Rob Lewis (Sep 30 2020 at 09:01):

The problem to me is consistency. To find a named theorem you have to know the name and know it's important enough to use the name instead of the standard scheme. The good thing about following the standard scheme is that it's mostly thoughtless: you guess what the beginning should be and try tab complete. Inserting a disjunction in there makes things harder.

Rob Lewis (Sep 30 2020 at 09:02):

It's also much easier to grep for a "traditional" name in a doc string than to grep for a standard scheme name in a doc string, if people even bothered to put those in (which they wouldn't).

Johan Commelin (Sep 30 2020 at 09:05):

I strongly agree with both arguments that Rob made

Rob Lewis (Sep 30 2020 at 09:11):

Kevin Buzzard said:

Here's a funny idea. For people who are expecting things like binomial_theorem or pythagorean_theorem we could capitalise and define the term to mean the statement of the theorem

About Kevin's suggestion here, I don't really see the point. This would just be noise in the library. We shouldn't prove theorem add_sq_eq_sq : Pythagorean_Theorem or whatever. This just adds a useless layer of indirection, makes things hard for any metaprograms that work at the syntactic eq level, etc. So def Pythagorean_Theorem : Prop := a^2 + b^2 = c^2 would never be used in the library.

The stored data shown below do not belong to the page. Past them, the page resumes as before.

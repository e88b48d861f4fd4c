// Calculator configuration: rates, user-facing messages and labels.
pub mod settings;

pub use settings::CalculatorSettings;
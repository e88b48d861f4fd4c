// Keystroke normalizers: raw text in, canonical field text out.
//
// Normalizing never fails. Input with nothing usable becomes the empty
// string and the validator reports it.
pub mod amount;
pub mod day_count;
pub mod percentage;

pub use amount::AmountNormalizer;
pub use day_count::DayCountNormalizer;
pub use percentage::PercentageNormalizer;

// Common trait for all field normalizers
pub trait Normalizer: Send + Sync {
    fn name(&self) -> &str;
    fn normalize(&self, raw: &str) -> String;
}

pub fn normalize_amount(raw: &str) -> String {
    AmountNormalizer.normalize(raw)
}

pub fn normalize_day_count(raw: &str) -> String {
    DayCountNormalizer.normalize(raw)
}

pub fn normalize_percentage(raw: &str) -> String {
    PercentageNormalizer.normalize(raw)
}

fn retain_chars(raw: &str, keep: impl Fn(char) -> bool) -> String {
    raw.chars().filter(|&c| keep(c)).collect()
}
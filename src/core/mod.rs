//! Core chat components
//!
//! The keyword resolver that picks replies and the session controller that
//! drives a widget's transcript.

mod resolver;
mod session;

pub use resolver::{
    Match, Replies, Responder, ResponseResolver, Rule, RuleError, RuleTable,
    UTTERANCE_PLACEHOLDER,
};
pub use session::{ChatSession, SessionEvent};
impl ChatSession {
    /// Start a session seeded with the greeting
    ///
    /// # Panics
    ///
    /// Panics if called outside a tokio runtime.
    pub fn new(config: &Config, responder: Arc<dyn Responder>) -> Self {
        let id = Uuid::new_v4();
        let (events, _) = broadcast::channel(EVENT_CHANNEL_CAPACITY);
        let shared = Arc::new(Shared {
            state: Mutex::new(SessionState {
                transcript: Transcript::with_greeting(builtin::GREETING),
                input: String::new(),
                pending: 0,
                closed: false,
            }),
            events,
            responder,
        });

        let (queue, rx) = mpsc::unbounded_channel();
        let worker = tokio::spawn(run_reply_worker(id, Arc::clone(&shared), rx));

        tracing::info!(session_id = %id, delay_ms = config.reply_delay_ms, "🧞 Chat session started");

        Self {
            id,
            shared,
            queue,
            worker,
            reply_delay: config.reply_delay(),
            assistant_name: config.assistant_name.clone(),
        }
    }

    /// Session with the default delay and the campus rule table
    pub fn with_defaults() -> Self {
        Self::new(&Config::default(), Arc::new(ResponseResolver::default()))
    }

    pub fn id(&self) -> Uuid {
        self.id
    }

    /// Snapshot of the transcript in display order
    pub fn transcript(&self) -> Vec<Message> {
        self.shared.lock().transcript.messages().to_vec()
    }

    /// Whether any assistant reply is still pending
    pub fn is_composing(&self) -> bool {
        self.shared.lock().pending > 0
    }

    pub fn is_closed(&self) -> bool {
        self.shared.lock().closed
    }

    /// Submit a user message. Blank text is ignored.
    pub fn submit(&self, text: &str) {
        let text = text.trim();
        if text.is_empty() {
            tracing::debug!(session_id = %self.id, "Ignoring blank submission");
            return;
        }

        let mut state = self.shared.lock();
        if state.closed {
            tracing::warn!(session_id = %self.id, "Submission after session closed");
            return;
        }

        let pending = PendingReply {
            utterance: text.to_string(),
            due: Instant::now() + self.reply_delay,
        };
        if self.queue.send(pending).is_err() {
            tracing::warn!(session_id = %self.id, "Reply worker is gone, dropping submission");
            return;
        }

        let message = state.transcript.add_user(text).clone();
        state.input.clear();
        state.pending += 1;

        tracing::debug!(session_id = %self.id, message_id = %message.id(), "User message appended");
        self.shared.emit(SessionEvent::MessageAppended(message));
        if state.pending == 1 {
            self.shared.emit(SessionEvent::ComposingChanged(true));
        }
    }

    /// Current contents of the input box
    pub fn input(&self) -> String {
        self.shared.lock().input.clone()
    }

    pub fn set_input(&self, text: &str) {
        self.shared.lock().input = text.to_string();
    }

    /// Submit whatever is in the input box
    pub fn send(&self) {
        let input = self.input();
        self.submit(&input);
    }

    /// Whether the send action should be enabled
    pub fn can_send(&self) -> bool {
        let state = self.shared.lock();
        !state.input.trim().is_empty() && state.pending == 0 && !state.closed
    }

    pub fn quick_actions(&self) -> &'static [&'static str] {
        builtin::QUICK_ACTIONS
    }

    /// Fill the input box with a suggestion without sending it
    pub fn apply_quick_action(&self, action: &str) {
        self.set_input(action);
    }

    /// Text shown next to the typing indicator
    pub fn composing_label(&self) -> String {
        format!("{} is thinking...", self.assistant_name)
    }

    pub fn subscribe(&self) -> broadcast::Receiver<SessionEvent> {
        self.shared.events.subscribe()
    }

    /// Tear the session down, cancelling any pending replies
    pub fn close(&self) {
        let mut state = self.shared.lock();
        if state.closed {
            return;
        }
        state.closed = true;
        self.worker.abort();

        if state.pending > 0 {
            state.pending = 0;
            self.shared.emit(SessionEvent::ComposingChanged(false));
        }

        tracing::info!(session_id = %self.id, messages = state.transcript.len(), "Chat session closed");
        self.shared.emit(SessionEvent::Closed);
    }
}
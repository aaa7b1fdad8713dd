//! Rule tables loaded from TOML files
//!
//! Deployments can replace the built-in campus replies with their own table.
//! Rules are read in file order, which is also their match precedence.
//!
//! # Example Rule File
//!
//! ```toml
//! [replies]
//! greeting = "Hey! Ask me about the campus."
//! fallback = "Not sure about \"{utterance}\" yet."
//!
//! [[rules]]
//! keyword = "parking"
//! reply = "Visitor parking is in Lot B."
//!
//! [[rules]]
//! keyword = "gym"
//! reply = "The gym is open 6 AM - 11 PM."
//! ```

use serde::{Deserialize, Serialize};
use std::path::Path;

use super::ConfigError;
use crate::core::{Replies, ResponseResolver, Rule, RuleTable, UTTERANCE_PLACEHOLDER};

/// A rule table file
#[derive(Debug, Clone, Serialize, Deserialize)]
pub struct RuleFile {
    /// Canned reply overrides
    #[serde(default)]
    pub replies: ReplyOverrides,

    /// Keyword rules, highest precedence first
    #[serde(default)]
    pub rules: Vec<Rule>,
}

/// Optional replacements for the built-in canned replies
#[derive(Debug, Clone, Default, Serialize, Deserialize)]
pub struct ReplyOverrides {
    #[serde(default)]
    pub greeting: Option<String>,

    #[serde(default)]
    pub acknowledgment: Option<String>,

    /// Fallback template, must contain `{utterance}`
    #[serde(default)]
    pub fallback: Option<String>,
}

impl RuleFile {
    /// Load a rule file from disk
    pub fn from_file(path: &Path) -> Result<Self, ConfigError> {
        let content = std::fs::read_to_string(path)?;
        Self::from_str(&content)
    }

    /// Parse a rule file from a TOML string
    pub fn from_str(content: &str) -> Result<Self, ConfigError> {
        let file: RuleFile = toml::from_str(content)?;
        Ok(file)
    }

    /// Build a resolver, validating keywords and the fallback template
    pub fn into_resolver(self) -> Result<ResponseResolver, ConfigError> {
        if self.rules.is_empty() {
            return Err(ConfigError::Validation(
                "rule file defines no rules".to_string(),
            ));
        }

        let table = RuleTable::try_from(self.rules)?;

        let defaults = Replies::default();
        let replies = Replies {
            greeting: self.replies.greeting.unwrap_or(defaults.greeting),
            acknowledgment: self.replies.acknowledgment.unwrap_or(defaults.acknowledgment),
            fallback: self.replies.fallback.unwrap_or(defaults.fallback),
        };

        if !replies.fallback.contains(UTTERANCE_PLACEHOLDER) {
            return Err(ConfigError::Validation(format!(
                "fallback reply must contain {}",
                UTTERANCE_PLACEHOLDER
            )));
        }

        tracing::debug!(rules = table.len(), "Loaded rule table");
        Ok(ResponseResolver::new(table, replies))
    }
}

/// Built-in campus texts that don't require files
pub mod builtin {
    /// Name the assistant uses for itself
    pub const ASSISTANT_NAME: &str = "CampusGenie";

    /// First message of every session
    pub const GREETING: &str = "Hello! I'm CampusGenie, your intelligent campus companion! 🧞‍♂️ How can I help you today? I can assist with schedules, facilities, events, and more!";

    /// Suggestions offered above the input box
    pub const QUICK_ACTIONS: &[&str] = &[
        "Show my schedule",
        "Library hours",
        "Upcoming events",
        "Dining options",
    ];

    pub const GREETING_REPLY: &str = "Hello there! 👋 I'm here to make your campus life easier. What would you like to know about?";

    pub const ACKNOWLEDGMENT_REPLY: &str =
        "You're very welcome! 😊 Is there anything else I can help you with today?";

    pub const FALLBACK_TEMPLATE: &str = "I understand you're asking about \"{utterance}\". While I'm still learning about this topic, I can definitely help you with class schedules, campus facilities, upcoming events, dining options, and general campus information. What specific area would you like to explore? 🤔";

    /// Keyword rules in match order
    pub const RULES: &[(&str, &str)] = &[
        (
            "schedule",
            "Here are today's class schedules: \n• 8:00 AM - Mathematics (Room 101)\n• 9:45 AM - Programming Lab (Lab 204)\n• 11:30 AM - Physics (Room 305)\n• 2:00 PM - Project Work (Team rooms)",
        ),
        (
            "exam",
            "Upcoming exams:\n• Mid-term: Oct 15-25, 2025\n• Practical exams: Nov 1-10, 2025\n• Final exams: Dec 10-20, 2025\nDon't forget to register and prepare your hall tickets! 📚",
        ),
        (
            "library",
            "Library Information:\n• Hours: 8:00 AM - 10:00 PM (Mon-Sat)\n• Current capacity: 85% (247/290 seats)\n• New arrivals: 15 books this week\n• Digital resources: Available 24/7\nWould you like me to reserve a seat for you? 📖",
        ),
        (
            "food",
            "Campus Dining Options:\n• Main Cafeteria: Open until 9 PM\n• Coffee Corner: Open 24/7\n• Food Court: 11 AM - 10 PM\n• Today's Special: Butter Chicken & Biryani\nAll payment methods accepted! 🍽️",
        ),
        (
            "event",
            "Upcoming Events:\n• Tech Fest 2025: March 15-17\n• Annual Sports Meet: February 10-12\n• Cultural Night: January 25\n• Industry Career Fair: April 5\nRegister now to participate! 🎉",
        ),
        (
            "help",
            "I can help you with:\n✅ Class schedules & exam dates\n✅ Campus facility information\n✅ Event updates & registrations\n✅ Dining & accommodation info\n✅ Academic calendar & deadlines\n✅ Contact information\n\nJust ask me anything about campus life! 😊",
        ),
    ];
}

Johan Commelin (Sep 30 2020 at 09:12):

I think Kevin doesn't want to use it. But just have it as a nice trophy on a wall.

Johan Commelin (Sep 30 2020 at 09:13):

we could have hall_of_fame.lean:

import all

theorem pythagoras_holds : Pythagorean_Theorem := add_sq_eq_sq

...

or something similar.

Johan Commelin (Sep 30 2020 at 09:14):

But at that point it becomes very similar to overview.yaml, I guess

Rob Lewis (Sep 30 2020 at 09:16):

Yeah, this is yet another list that won't get updated and will probably be contained in the Freek list, the undergrad list, and the overview.